Gen2-Allostery: A Replicate-Aware Framework for Evaluating Allosteric Binding-Site Hypotheses

Allosteric binding-site hypotheses are easy to propose computationally but much harder to evaluate rigorously after dynamical relaxation. Docking, pocket detection, and short simulations can each produce visually plausible non-orthosteric poses, yet such poses often fail to remain spatially coherent, mechanically stable, or reproducible under unbiased molecular dynamics.

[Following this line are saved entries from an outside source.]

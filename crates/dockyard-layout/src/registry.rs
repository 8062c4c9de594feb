//! Panel-type registry: name to factory, plus a user-creatable flag.

use std::collections::BTreeMap;
use std::fmt;

use dockyard_common::PanelId;

use crate::panel::Panel;

/// Type name of the synthetic panel that lives in the center frame.
pub const CENTER_PANEL_TYPE: &str = "center";

/// Initialiser run on a freshly allocated panel.
pub type PanelFactory = Box<dyn Fn(&mut Panel)>;

struct PanelType {
    factory: PanelFactory,
    user_creatable: bool,
}

pub struct PanelRegistry {
    types: BTreeMap<String, PanelType>,
}

impl PanelRegistry {
    /// A registry holding only the built-in center type.
    pub fn new() -> Self {
        let mut types = BTreeMap::new();
        types.insert(
            CENTER_PANEL_TYPE.to_string(),
            PanelType {
                factory: Box::new(|panel: &mut Panel| {
                    panel.moveable = false;
                    panel.closeable = false;
                }),
                user_creatable: false,
            },
        );
        Self { types }
    }

    /// Returns `false` if the name is already taken.
    pub fn register(
        &mut self,
        name: impl Into<String>,
        factory: impl Fn(&mut Panel) + 'static,
        user_creatable: bool,
    ) -> bool {
        let name = name.into();
        if self.types.contains_key(&name) {
            tracing::warn!(%name, "panel type already registered");
            return false;
        }
        tracing::debug!(%name, user_creatable, "registered panel type");
        self.types.insert(
            name,
            PanelType {
                factory: Box::new(factory),
                user_creatable,
            },
        );
        true
    }

    pub fn contains(&self, name: &str) -> bool {
        self.types.contains_key(name)
    }

    /// Registered names in sorted order.
    pub fn panel_types(&self, user_creatable_only: bool) -> Vec<String> {
        self.types
            .iter()
            .filter(|(_, t)| !user_creatable_only || t.user_creatable)
            .map(|(name, _)| name.clone())
            .collect()
    }

    pub(crate) fn build(&self, name: &str, id: PanelId) -> Option<Panel> {
        let entry = self.types.get(name)?;
        let mut panel = Panel::new(id, name);
        (entry.factory)(&mut panel);
        Some(panel)
    }
}

impl Default for PanelRegistry {
    fn default() -> Self {
        Self::new()
    }
}

impl fmt::Debug for PanelRegistry {
    fn fmt(&self, f: &mut fmt::Formatter<'_>) -> fmt::Result {
        f.debug_struct("PanelRegistry")
            .field("types", &self.types.keys().collect::<Vec<_>>())
            .finish()
    }
}

#[cfg(test)]
mod tests {
    use super::*;
    use dockyard_common::Vec2;

    #[test]
    fn center_type_is_built_in() {
        let registry = PanelRegistry::new();
        assert!(registry.contains(CENTER_PANEL_TYPE));
        assert!(registry.panel_types(true).is_empty());
        assert_eq!(registry.panel_types(false), vec!["center".to_string()]);

        let center = registry.build(CENTER_PANEL_TYPE, PanelId(1)).unwrap();
        assert!(!center.moveable);
        assert!(!center.closeable);
        assert!(center.title.is_empty());
    }

    #[test]
    fn duplicate_registration_is_rejected() {
        let mut registry = PanelRegistry::new();
        assert!(registry.register("console", |_| {}, true));
        assert!(!registry.register("console", |_| {}, false));
        assert!(!registry.register(CENTER_PANEL_TYPE, |_| {}, true));
    }

    #[test]
    fn panel_types_sorted_and_filtered() {
        let mut registry = PanelRegistry::new();
        registry.register("scene", |_| {}, true);
        registry.register("console", |_| {}, true);
        registry.register("debug", |_| {}, false);

        assert_eq!(registry.panel_types(true), vec!["console", "scene"]);
        assert_eq!(
            registry.panel_types(false),
            vec!["center", "console", "debug", "scene"]
        );
    }

    #[test]
    fn build_runs_factory() {
        let mut registry = PanelRegistry::new();
        registry.register(
            "console",
            |panel: &mut Panel| {
                panel.title = "Console".into();
                panel.size = Vec2::new(300.0, 200.0);
            },
            true,
        );

        let panel = registry.build("console", PanelId(7)).unwrap();
        assert_eq!(panel.id(), PanelId(7));
        assert_eq!(panel.title, "Console");
        assert_eq!(panel.size, Vec2::new(300.0, 200.0));
        assert!(registry.build("missing", PanelId(8)).is_none());
    }
}
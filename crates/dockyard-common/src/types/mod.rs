mod core;
mod location;

pub use self::core::*;
pub use location::*;
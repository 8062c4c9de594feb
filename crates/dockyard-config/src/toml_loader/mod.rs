//! TOML config file loading and creation.

mod loader;
mod paths;
mod template;


pub use loader::{load_default, load_from_path};
pub use paths::{create_default_config, default_config_dir, default_config_path, layout_path};
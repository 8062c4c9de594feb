//! Split tree geometry settings.

use serde::{Deserialize, Serialize};

#[derive(Debug, Clone, Serialize, Deserialize)]
#[serde(default)]
pub struct SplitterConfig {
    /// Pixels reserved for the bar between the two panes (valid range: 0-20).
    pub bar_size: f64,
    /// Initial ratio when the new pane is pane0, i.e. docked top/left (valid range: 0.05-0.95).
    pub leading_ratio: f64,
    /// Initial ratio when the new pane is pane1, i.e. docked bottom/right (valid range: 0.05-0.95).
    pub trailing_ratio: f64,
    /// Extra pixels on each side of a bar that still grab it (valid range: 0-20).
    pub bar_hit_slop: f64,
}

impl Default for SplitterConfig {
    fn default() -> Self {
        Self {
            bar_size: 4.0,
            leading_ratio: 0.4,
            trailing_ratio: 0.6,
            bar_hit_slop: 6.0,
        }
    }
}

Here, we present Gen2-Allostery, a replicate-aware framework for evaluating whether a proposed allosteric binding-site interpretation remains supportable under predefined and falsifiable criteria. The framework is designed as a bounded pre-experimental decision layer rather than a discovery engine, affinity predictor, or replacement for experiment. Across structurally and mechanistically distinct test systems, Gen2-Allostery recovered reproducible control-like behavior in validated settings while also identifying cases in which apparent pocket engagement was replicate-sensitive, non-persistent, or more consistent with an alternative site interpretation. These results show that docking plausibility alone is not sufficient evidence for a defensible allosteric binding narrative. Instead, site-focused dynamical evaluation, replicate-aware interpretation, and explicit consideration of competing explanations are needed before downstream experimental investment. Within this scope, Gen2-Allostery provides a practical computational framework for distinguishing supported, rejected, and unresolved allosteric binding-site hypotheses under the tested conditions.